Collected data entries:
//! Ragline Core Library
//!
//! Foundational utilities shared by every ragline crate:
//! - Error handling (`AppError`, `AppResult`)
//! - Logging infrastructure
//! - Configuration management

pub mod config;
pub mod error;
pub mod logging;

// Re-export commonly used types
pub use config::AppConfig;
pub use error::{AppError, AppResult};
==
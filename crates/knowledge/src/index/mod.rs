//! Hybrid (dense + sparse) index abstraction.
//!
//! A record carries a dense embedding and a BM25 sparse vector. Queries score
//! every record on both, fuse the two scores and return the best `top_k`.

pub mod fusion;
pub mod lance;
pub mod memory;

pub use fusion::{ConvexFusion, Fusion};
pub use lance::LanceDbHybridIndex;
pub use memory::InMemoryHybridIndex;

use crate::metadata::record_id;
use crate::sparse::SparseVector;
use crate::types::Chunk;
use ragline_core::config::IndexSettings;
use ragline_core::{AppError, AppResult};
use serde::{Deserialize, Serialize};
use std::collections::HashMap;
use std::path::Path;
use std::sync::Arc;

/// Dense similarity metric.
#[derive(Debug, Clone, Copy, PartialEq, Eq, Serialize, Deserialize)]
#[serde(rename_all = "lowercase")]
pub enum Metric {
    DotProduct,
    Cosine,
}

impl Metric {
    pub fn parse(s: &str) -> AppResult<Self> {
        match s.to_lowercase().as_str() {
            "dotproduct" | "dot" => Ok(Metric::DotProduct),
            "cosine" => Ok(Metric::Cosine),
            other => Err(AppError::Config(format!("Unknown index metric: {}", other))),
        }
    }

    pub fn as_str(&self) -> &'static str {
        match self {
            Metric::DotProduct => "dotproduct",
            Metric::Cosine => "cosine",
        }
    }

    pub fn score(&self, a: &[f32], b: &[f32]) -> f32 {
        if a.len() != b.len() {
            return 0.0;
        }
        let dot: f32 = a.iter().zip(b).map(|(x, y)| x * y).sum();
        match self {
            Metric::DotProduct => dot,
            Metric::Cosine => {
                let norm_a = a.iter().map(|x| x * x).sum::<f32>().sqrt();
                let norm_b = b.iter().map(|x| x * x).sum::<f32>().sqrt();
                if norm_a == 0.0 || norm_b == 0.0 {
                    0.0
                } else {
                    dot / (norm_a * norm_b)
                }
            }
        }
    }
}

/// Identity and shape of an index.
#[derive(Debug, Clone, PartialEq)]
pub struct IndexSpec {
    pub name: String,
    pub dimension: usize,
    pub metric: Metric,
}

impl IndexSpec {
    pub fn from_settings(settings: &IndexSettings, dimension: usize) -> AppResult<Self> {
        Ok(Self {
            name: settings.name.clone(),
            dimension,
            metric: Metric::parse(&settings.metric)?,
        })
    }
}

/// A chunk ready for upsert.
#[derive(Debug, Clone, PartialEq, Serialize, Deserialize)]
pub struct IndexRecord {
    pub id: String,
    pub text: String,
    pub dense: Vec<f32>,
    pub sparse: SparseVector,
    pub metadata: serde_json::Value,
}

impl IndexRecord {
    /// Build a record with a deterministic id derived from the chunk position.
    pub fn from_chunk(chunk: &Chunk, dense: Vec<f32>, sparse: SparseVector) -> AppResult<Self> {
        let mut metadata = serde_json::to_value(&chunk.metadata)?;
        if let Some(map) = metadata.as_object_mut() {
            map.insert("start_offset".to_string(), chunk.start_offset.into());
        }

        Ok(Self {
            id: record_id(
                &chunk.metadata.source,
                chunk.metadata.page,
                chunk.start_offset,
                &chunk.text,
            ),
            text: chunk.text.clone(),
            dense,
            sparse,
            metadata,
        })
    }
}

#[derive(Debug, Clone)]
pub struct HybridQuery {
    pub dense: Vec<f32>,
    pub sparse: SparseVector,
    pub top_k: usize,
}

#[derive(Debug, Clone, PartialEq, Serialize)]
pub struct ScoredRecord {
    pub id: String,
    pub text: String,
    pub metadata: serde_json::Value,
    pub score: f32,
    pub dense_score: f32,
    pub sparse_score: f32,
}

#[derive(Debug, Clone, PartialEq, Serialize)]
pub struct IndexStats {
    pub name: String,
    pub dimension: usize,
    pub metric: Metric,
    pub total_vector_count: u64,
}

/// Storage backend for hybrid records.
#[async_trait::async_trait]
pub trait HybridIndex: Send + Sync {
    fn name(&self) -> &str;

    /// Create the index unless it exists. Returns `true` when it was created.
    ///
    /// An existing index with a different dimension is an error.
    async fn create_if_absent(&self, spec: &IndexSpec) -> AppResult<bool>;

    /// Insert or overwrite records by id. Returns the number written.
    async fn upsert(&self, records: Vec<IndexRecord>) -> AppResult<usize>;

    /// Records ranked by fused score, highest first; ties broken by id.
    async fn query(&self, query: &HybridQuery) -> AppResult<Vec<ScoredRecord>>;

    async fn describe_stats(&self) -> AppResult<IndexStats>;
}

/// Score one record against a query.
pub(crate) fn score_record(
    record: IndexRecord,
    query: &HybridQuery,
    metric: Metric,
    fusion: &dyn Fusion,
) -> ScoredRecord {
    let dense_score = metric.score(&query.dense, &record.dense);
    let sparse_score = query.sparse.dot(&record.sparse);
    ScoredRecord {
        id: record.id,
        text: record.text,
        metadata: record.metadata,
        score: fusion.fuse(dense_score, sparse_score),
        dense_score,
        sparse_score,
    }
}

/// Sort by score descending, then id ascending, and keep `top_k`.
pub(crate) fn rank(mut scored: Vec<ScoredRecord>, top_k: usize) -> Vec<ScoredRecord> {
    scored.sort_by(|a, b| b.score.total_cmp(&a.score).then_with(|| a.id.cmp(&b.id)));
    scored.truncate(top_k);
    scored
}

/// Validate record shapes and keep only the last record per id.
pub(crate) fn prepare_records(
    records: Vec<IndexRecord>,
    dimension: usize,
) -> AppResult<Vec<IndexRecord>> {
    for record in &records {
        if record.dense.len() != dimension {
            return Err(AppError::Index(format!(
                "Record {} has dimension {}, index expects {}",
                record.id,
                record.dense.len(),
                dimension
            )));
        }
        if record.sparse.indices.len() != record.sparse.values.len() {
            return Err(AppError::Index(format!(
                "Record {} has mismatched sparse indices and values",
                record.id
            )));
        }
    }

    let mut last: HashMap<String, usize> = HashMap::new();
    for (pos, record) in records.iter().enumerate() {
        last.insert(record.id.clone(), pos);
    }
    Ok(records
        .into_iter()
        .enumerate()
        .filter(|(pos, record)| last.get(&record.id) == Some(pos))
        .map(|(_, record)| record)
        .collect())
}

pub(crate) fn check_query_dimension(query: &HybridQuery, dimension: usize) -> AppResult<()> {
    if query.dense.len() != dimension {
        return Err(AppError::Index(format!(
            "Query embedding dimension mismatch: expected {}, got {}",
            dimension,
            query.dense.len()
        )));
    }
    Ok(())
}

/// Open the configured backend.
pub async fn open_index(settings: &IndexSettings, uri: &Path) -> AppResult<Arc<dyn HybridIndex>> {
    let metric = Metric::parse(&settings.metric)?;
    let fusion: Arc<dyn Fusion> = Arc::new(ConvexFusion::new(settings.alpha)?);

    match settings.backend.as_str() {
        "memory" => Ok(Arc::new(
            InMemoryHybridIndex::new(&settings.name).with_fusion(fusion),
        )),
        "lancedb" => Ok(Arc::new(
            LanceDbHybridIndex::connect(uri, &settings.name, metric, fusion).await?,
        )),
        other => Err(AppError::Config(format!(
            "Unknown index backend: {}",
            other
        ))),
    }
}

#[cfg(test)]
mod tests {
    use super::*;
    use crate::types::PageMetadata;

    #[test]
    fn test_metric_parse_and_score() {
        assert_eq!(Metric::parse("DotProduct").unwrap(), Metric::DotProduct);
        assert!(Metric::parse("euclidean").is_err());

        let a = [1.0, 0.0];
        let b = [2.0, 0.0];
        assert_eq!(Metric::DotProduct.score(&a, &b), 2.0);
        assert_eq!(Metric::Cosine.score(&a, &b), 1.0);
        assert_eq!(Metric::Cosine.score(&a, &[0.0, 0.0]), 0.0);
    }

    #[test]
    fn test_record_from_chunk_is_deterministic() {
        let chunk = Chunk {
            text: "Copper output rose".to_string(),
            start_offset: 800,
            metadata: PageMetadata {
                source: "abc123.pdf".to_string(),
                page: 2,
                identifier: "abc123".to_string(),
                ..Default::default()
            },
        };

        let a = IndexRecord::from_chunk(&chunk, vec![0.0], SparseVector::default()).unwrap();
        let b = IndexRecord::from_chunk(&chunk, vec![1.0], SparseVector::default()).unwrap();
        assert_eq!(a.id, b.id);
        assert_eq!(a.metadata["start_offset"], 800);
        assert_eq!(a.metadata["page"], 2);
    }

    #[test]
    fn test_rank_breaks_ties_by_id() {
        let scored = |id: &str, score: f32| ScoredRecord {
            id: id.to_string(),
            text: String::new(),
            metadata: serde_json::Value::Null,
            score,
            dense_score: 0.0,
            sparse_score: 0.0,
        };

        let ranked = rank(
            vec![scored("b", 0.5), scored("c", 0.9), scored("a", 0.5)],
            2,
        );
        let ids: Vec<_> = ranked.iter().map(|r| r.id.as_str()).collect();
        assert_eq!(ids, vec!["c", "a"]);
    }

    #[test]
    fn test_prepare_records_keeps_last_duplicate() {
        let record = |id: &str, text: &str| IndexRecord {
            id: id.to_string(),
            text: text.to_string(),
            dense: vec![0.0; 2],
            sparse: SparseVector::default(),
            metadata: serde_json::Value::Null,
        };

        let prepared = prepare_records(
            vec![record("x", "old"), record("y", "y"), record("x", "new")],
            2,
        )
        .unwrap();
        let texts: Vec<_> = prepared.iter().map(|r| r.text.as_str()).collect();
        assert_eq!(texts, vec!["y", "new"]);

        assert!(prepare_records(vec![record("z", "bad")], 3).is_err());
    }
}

**Task brief:** Return, with no change at all, every line in the entries above from the line containing "Ragline Core Library" through the line containing "pub use config::AppConfig;".

**Written answer:**
//! Ragline Core Library
//!
//! Foundational utilities shared by every ragline crate:
//! - Error handling (`AppError`, `AppResult`)
//! - Logging infrastructure
//! - Configuration management

pub mod config;
pub mod error;
pub mod logging;

// Re-export commonly used types
pub use config::AppConfig;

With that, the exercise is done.